The expected output is each line below containing "render", copied in full.

===== DATA FOR THIS TASK

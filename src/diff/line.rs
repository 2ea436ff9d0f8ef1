//! Classification of single unified-diff lines.

use serde::Serialize;

/// Classification tag for one line of unified-diff text.
///
/// The classifier is pure: it never touches cursors or fetches blame.
/// That bookkeeping belongs to the walker, which acts on the tag.
#[derive(Debug, Clone, Copy, PartialEq, Eq, Serialize)]
#[serde(rename_all = "snake_case")]
pub enum DiffLineKind {
    /// `diff --git a/... b/...` file section marker.
    FileMarker,
    /// `--- a/...` old-side file header.
    OldFileHeader,
    /// `+++ b/...` new-side file header.
    NewFileHeader,
    /// `@@ -a,b +c,d @@` hunk header.
    HunkHeader,
    /// `+` prefixed added line.
    Addition,
    /// `-` prefixed deleted line.
    Deletion,
    /// Space-prefixed unchanged line.
    Context,
    /// Anything else: index/mode lines, the "no newline" marker, blank
    /// separators. Passed through untouched.
    Other,
}

/// Classify one raw diff line.
///
/// Rules are applied in priority order so `---`/`+++` headers win over
/// plain deletions/additions. Classification is non-destructive; the raw
/// text is left to the caller.
pub fn classify(line: &str) -> DiffLineKind {
    if line.starts_with("diff ") {
        DiffLineKind::FileMarker
    } else if line.starts_with("--- ") {
        DiffLineKind::OldFileHeader
    } else if line.starts_with("+++ ") {
        DiffLineKind::NewFileHeader
    } else if line.starts_with("@@") {
        DiffLineKind::HunkHeader
    } else if line.starts_with('+') {
        DiffLineKind::Addition
    } else if line.starts_with('-') {
        DiffLineKind::Deletion
    } else if line.starts_with(' ') {
        DiffLineKind::Context
    } else {
        DiffLineKind::Other
    }
}

/// Extract the file path from a `--- ` or `+++ ` header line.
///
/// Strips the VCS-internal `a/` or `b/` prefix. `/dev/null` (file created
/// or deleted) yields `None`: there is nothing to blame on that side.
pub fn header_path(line: &str, vcs_prefix: &str) -> Option<String> {
    let rest = line
        .strip_prefix("--- ")
        .or_else(|| line.strip_prefix("+++ "))?;

    if rest == "/dev/null" {
        return None;
    }

    rest.strip_prefix(vcs_prefix)
        .map(|path| path.trim().to_string())
}
//! The `annotate` command: fetch, walk, render.

use crate::blame::BlameSource;
use crate::cli::AnnotateArgs;
use crate::config::Config;
use crate::diff::DiffWalker;
use crate::error::{DifflameError, Result};
use crate::git::{self, GitBlameSource};
use crate::render::{self, ExportMeta};
use std::fs::File;
use std::io::BufWriter;

/// Annotate the diff between two revisions and render it.
pub fn cmd_annotate(args: AnnotateArgs) -> Result<()> {
    let cwd = std::env::current_dir()
        .map_err(|e| DifflameError::UserError(format!("failed to resolve current directory: {}", e)))?;
    let repo_root = git::get_repo_root(&cwd)?;
    let config = Config::load_from_repo(&repo_root)?;

    let format = args.format.unwrap_or(config.format);
    let label = git::get_repo_label(&repo_root)?;

    git::verify_revision(&repo_root, &args.revision_1)?;
    git::verify_revision(&repo_root, &args.revision_2)?;

    // Everything runs from the repo root so the repo-relative paths in the
    // diff headers line up with the paths handed to git blame.
    let diff_text = git::fetch_diff_text(&repo_root, &args.revision_1, &args.revision_2)?;

    let blame_source = GitBlameSource::new(&repo_root);
    let source: Option<&dyn BlameSource> = if args.no_blame || !config.blame {
        None
    } else {
        Some(&blame_source)
    };

    let records =
        DiffWalker::new(&args.revision_1, &args.revision_2, source).walk(&diff_text)?;
    let meta = ExportMeta::new(label, &args.revision_1, &args.revision_2);

    match &args.output {
        Some(path) => {
            // ANSI escapes in a file would corrupt CSV/JSON consumers
            colored::control::set_override(false);
            let file = File::create(path).map_err(|e| {
                DifflameError::UserError(format!(
                    "failed to create output file '{}': {}",
                    path.display(),
                    e
                ))
            })?;
            let mut writer = BufWriter::new(file);
            render::render(format, &meta, &records, &mut writer)?;
        }
        None => {
            let stdout = std::io::stdout();
            let mut writer = stdout.lock();
            render::render(format, &meta, &records, &mut writer)?;
        }
    }

    Ok(())
}

#[cfg(test)]
mod tests {
    use super::*;
    use crate::diff::DiffLineKind;
    use crate::test_support::create_test_repo_with_history;

    /// End-to-end over a real repository: diff two commits, blame through
    /// git, and check the attribution on added lines.
    #[test]
    fn annotates_real_repository_history() {
        let temp_dir = create_test_repo_with_history();
        let root = temp_dir.path();

        let diff_text = git::fetch_diff_text(root, "HEAD~1", "HEAD").unwrap();
        let blame_source = GitBlameSource::new(root);
        let records = DiffWalker::new("HEAD~1", "HEAD", Some(&blame_source))
            .walk(&diff_text)
            .unwrap();

        assert!(!records.is_empty());

        let additions: Vec<_> = records
            .iter()
            .filter(|r| r.kind == DiffLineKind::Addition)
            .collect();
        assert!(!additions.is_empty(), "history should contain added lines");

        for addition in &additions {
            assert!(addition.after_line.is_some());
            assert!(addition.before_line.is_none());
            let blame = addition
                .blame
                .as_ref()
                .expect("added lines exist at HEAD and must be attributable");
            assert_eq!(blame.author, "Test User");
            assert_eq!(blame.line_number, addition.after_line.unwrap());
        }

        let deletions: Vec<_> = records
            .iter()
            .filter(|r| r.kind == DiffLineKind::Deletion)
            .collect();
        for deletion in &deletions {
            assert!(deletion.before_line.is_some());
            let blame = deletion
                .blame
                .as_ref()
                .expect("deleted lines exist at HEAD~1 and must be attributable");
            assert_eq!(blame.author, "Test User");
        }
    }

    /// Without a blame source the same walk produces the same structure,
    /// just unattributed.
    #[test]
    fn no_blame_walk_matches_structure() {
        let temp_dir = create_test_repo_with_history();
        let root = temp_dir.path();

        let diff_text = git::fetch_diff_text(root, "HEAD~1", "HEAD").unwrap();
        let blame_source = GitBlameSource::new(root);

        let annotated = DiffWalker::new("HEAD~1", "HEAD", Some(&blame_source))
            .walk(&diff_text)
            .unwrap();
        let plain = DiffWalker::new("HEAD~1", "HEAD", None)
            .walk(&diff_text)
            .unwrap();

        assert_eq!(annotated.len(), plain.len());
        for (a, p) in annotated.iter().zip(plain.iter()) {
            assert_eq!(a.kind, p.kind);
            assert_eq!(a.text, p.text);
            assert_eq!(a.before_line, p.before_line);
            assert_eq!(a.after_line, p.after_line);
            assert!(p.blame.is_none());
        }
    }
}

==========

# ANSWER
//! The `annotate` command: fetch, walk, render.
use crate::render::{self, ExportMeta};
/// Annotate the diff between two revisions and render it.
            render::render(format, &meta, &records, &mut writer)?;
            render::render(format, &meta, &records, &mut writer)?;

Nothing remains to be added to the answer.